Authors would like to thank once again Gunter Van de Velde for presenting the draft at several IETF meetings in various working groups, indeed helping dissemination of this document and gathering of precious feedback.
This memo includes no request to IANA.
This document is entirely about BGP operational security. It depicts best practices that one should adopt to secure its BGP infrastructure: protecting BGP router and BGP sessions, adopting consistent BGP prefix and AS-path filters and configure other options to secure the BGP network.
On the other hand this document doesn't aim at depicting existing BGP implementations and their potential vulnerabilities and ways they handle errors. It does not detail how protection could be enforced against attack techniques using crafted packets.
| [1] | Bradner, S., "Key words for use in RFCs to Indicate Requirement Levels", BCP 14, RFC 2119, March 1997. |
| [2] | Rekhter, Y., Li, T. and S. Hares, "A Border Gateway Protocol 4 (BGP-4)", RFC 4271, January 2006. |
| [3] | Gill, V., Heasley, J., Meyer, D., Savola, P. and C. Pignataro, "The Generalized TTL Security Mechanism (GTSM)", RFC 5082, October 2007. |
| [4] | Touch, J., Mankin, A. and R. Bonica, "The TCP Authentication Option", RFC 5925, June 2010. |
| [5] | Mohapatra, P., Scudder, J., Ward, D., Bush, R. and R. Austein, "BGP Prefix Origin Validation", RFC 6811, January 2013. |
| [6] | Pelsser, C., Bush, R., Patel, K., Mohapatra, P. and O. Maennel, "Making Route Flap Damping Usable", RFC 7196, May 2014. |
An IXP in the RIPE region is allocated an IPv4 /22 prefix by RIPE NCC (X.Y.0.0/22 in this example) and uses a /23 of this /22 for the IXP LAN (let say X.Y.0.0/23). This IXP LAN prefix is the one used by IXP members to configure eBGP peerings. The IXP could also be allocated an AS number (AS64496 in our example).
Any IXP member SHOULD make sure it filters prefixes more specific than X.Y.0.0/23 from all its eBGP peers. If it received X.Y.0.0/24 or X.Y.1.0/24 this could seriously impact its routing.
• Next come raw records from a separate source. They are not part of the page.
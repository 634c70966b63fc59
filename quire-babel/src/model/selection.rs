//! Text selections

use super::Node;
use serde::{Deserialize, Serialize};

/// A text selection between two positions. `anchor == head` is a cursor.
#[derive(Debug, Clone, Copy, PartialEq, Eq, Serialize, Deserialize)]
pub struct TextSelection {
    pub anchor: usize,
    pub head: usize,
}

impl TextSelection {
    pub fn new(anchor: usize, head: usize) -> Self {
        TextSelection { anchor, head }
    }

    pub fn cursor(pos: usize) -> Self {
        TextSelection::new(pos, pos)
    }

    pub fn from(&self) -> usize {
        self.anchor.min(self.head)
    }

    pub fn to(&self) -> usize {
        self.anchor.max(self.head)
    }

    pub fn is_empty(&self) -> bool {
        self.anchor == self.head
    }

    /// A cursor at the valid text position closest to `pos`.
    ///
    /// Inside a textblock the position is kept. Otherwise the start of the
    /// next textblock is preferred, then the end of the previous one.
    pub fn near(doc: &Node, pos: usize) -> Self {
        let mut ranges = Vec::new();
        collect_textblock_ranges(doc, 0, &mut ranges);

        if ranges
            .iter()
            .any(|&(start, end)| start <= pos && pos <= end)
        {
            return TextSelection::cursor(pos);
        }
        if let Some(&(start, _)) = ranges.iter().find(|&&(start, _)| start >= pos) {
            return TextSelection::cursor(start);
        }
        if let Some(&(_, end)) = ranges.iter().rev().find(|&&(_, end)| end <= pos) {
            return TextSelection::cursor(end);
        }
        TextSelection::cursor(pos.min(doc.content_size()))
    }
}

fn collect_textblock_ranges(node: &Node, content_start: usize, out: &mut Vec<(usize, usize)>) {
    let mut pos = content_start;
    for child in &node.content {
        if child.node_type.is_textblock() {
            out.push((pos + 1, pos + 1 + child.content_size()));
        } else if !child.is_text() && !child.node_type.is_leaf() {
            collect_textblock_ranges(child, pos + 1, out);
        }
        pos += child.node_size();
    }
}

#[cfg(test)]
mod tests {
    use super::*;
    use crate::schema::NodeType;

    #[test]
    fn test_bounds() {
        let selection = TextSelection::new(9, 3);
        assert_eq!(selection.from(), 3);
        assert_eq!(selection.to(), 9);
        assert!(!selection.is_empty());
        assert!(TextSelection::cursor(4).is_empty());
    }

    #[test]
    fn test_near_inside_textblock() {
        let doc = Node::doc(vec![Node::paragraph("abc")]);
        assert_eq!(TextSelection::near(&doc, 2), TextSelection::cursor(2));
    }

    #[test]
    fn test_near_between_blocks_prefers_next() {
        let doc = Node::doc(vec![Node::paragraph("ab"), Node::paragraph("cd")]);
        assert_eq!(TextSelection::near(&doc, 4), TextSelection::cursor(5));
    }

    #[test]
    fn test_near_at_end_falls_back_to_previous() {
        let doc = Node::doc(vec![
            Node::new(NodeType::Tab).with_content(vec![Node::paragraph("A")]),
        ]);
        assert_eq!(TextSelection::near(&doc, 4), TextSelection::cursor(3));
    }
}
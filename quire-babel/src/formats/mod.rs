//! Format implementations
//!
//! This module contains all format implementations that convert between
//! node trees and their text representations.

pub mod html;
pub mod icons;
pub mod json;
pub mod markdown;
pub mod text;
pub mod treeviz;

pub use html::{HtmlFormat, HtmlOptions};
pub use json::JsonFormat;
pub use markdown::{MarkdownFormat, MarkdownOptions};
pub use text::{TextFormat, TextOptions};
pub use treeviz::{TreevizFormat, TreevizOptions};
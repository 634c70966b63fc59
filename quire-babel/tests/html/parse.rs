//! Parsing tests (HTML → tree), including round trips through the renderer

use crate::common::{block_types, empty_details, setup_page};
use proptest::prelude::*;
use quire_babel::schema::validate;
use quire_babel::{parse_html, render_html, to_text, Node, NodeType};

#[test]
fn test_page_round_trips_through_html() {
    let doc = setup_page();
    let html = render_html(&doc).unwrap();
    assert_eq!(parse_html(&html).unwrap(), doc);
}

#[test]
fn test_details_round_trips_through_html() {
    let doc = Node::doc(vec![empty_details().with_attr("open", true)]);
    let html = render_html(&doc).unwrap();
    assert_eq!(parse_html(&html).unwrap(), doc);
}

#[test]
fn test_pasted_html_is_fitted() {
    // loose text, an unknown wrapper and a list item without a paragraph
    let html = "Intro<section><ul><li>one</li></ul></section><h7>odd</h7>";
    let doc = parse_html(html).unwrap();
    assert!(validate(&doc).is_ok());
    assert_eq!(block_types(&doc)[..2], ["paragraph", "bulletList"]);
    let item = &doc.content[1].content[0];
    assert_eq!(item.content[0].node_type, NodeType::Paragraph);
    assert_eq!(item.text_content(), "one");
}

#[test]
fn test_unknown_callout_type_becomes_info() {
    let html = "<div data-type=\"callout\" data-callout-type=\"shout\"><p>x</p></div>";
    let doc = parse_html(html).unwrap();
    assert_eq!(doc.content[0].attr_str("type"), Some("info"));
}

#[test]
fn test_empty_tabs_get_a_tab() {
    let doc = parse_html("<div data-type=\"tabs\"></div>").unwrap();
    let tabs = &doc.content[0];
    assert_eq!(tabs.node_type, NodeType::Tabs);
    assert_eq!(tabs.content.len(), 1);
    assert_eq!(tabs.content[0].node_type, NodeType::Tab);
    assert_eq!(tabs.content[0].attr_str("title"), Some("New Tab"));
}

#[test]
fn test_text_of_parsed_page() {
    let doc = parse_html("<h1>Title</h1><p>One <em>two</em></p>").unwrap();
    assert_eq!(to_text(&doc), "Title\n\nOne two");
}

#[test]
fn test_whitespace_runs_collapse() {
    let doc = Node::doc(vec![Node::paragraph("a  b\tc\n d")]);
    let html = render_html(&doc).unwrap();
    assert_eq!(html, "<p>a  b\tc\n d</p>");
    assert_eq!(
        parse_html(&html).unwrap(),
        Node::doc(vec![Node::paragraph("a b c d")])
    );
}

proptest! {
    #[test]
    fn paragraphs_round_trip(words in proptest::collection::vec("[a-zA-Z0-9]{1,12}", 1..8)) {
        let text = words.join(" ");
        let doc = Node::doc(vec![Node::paragraph(&text)]);
        let html = render_html(&doc).unwrap();
        prop_assert_eq!(parse_html(&html).unwrap(), doc);
    }
}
The IXP SHOULD originate X.Y.0.0/22 and advertise it to its members through an eBGP peering (most likely from its BGP route servers, configured with AS64496).
The IXP members SHOULD accept the IXP prefix only if it passes the IRR generated filters (see Section 6.1.2.2.1)
IXP members SHOULD then advertise X.Y.0.0/22 prefix to their downstreams. This announce would pass IRR based filters as it is originated by the IXP.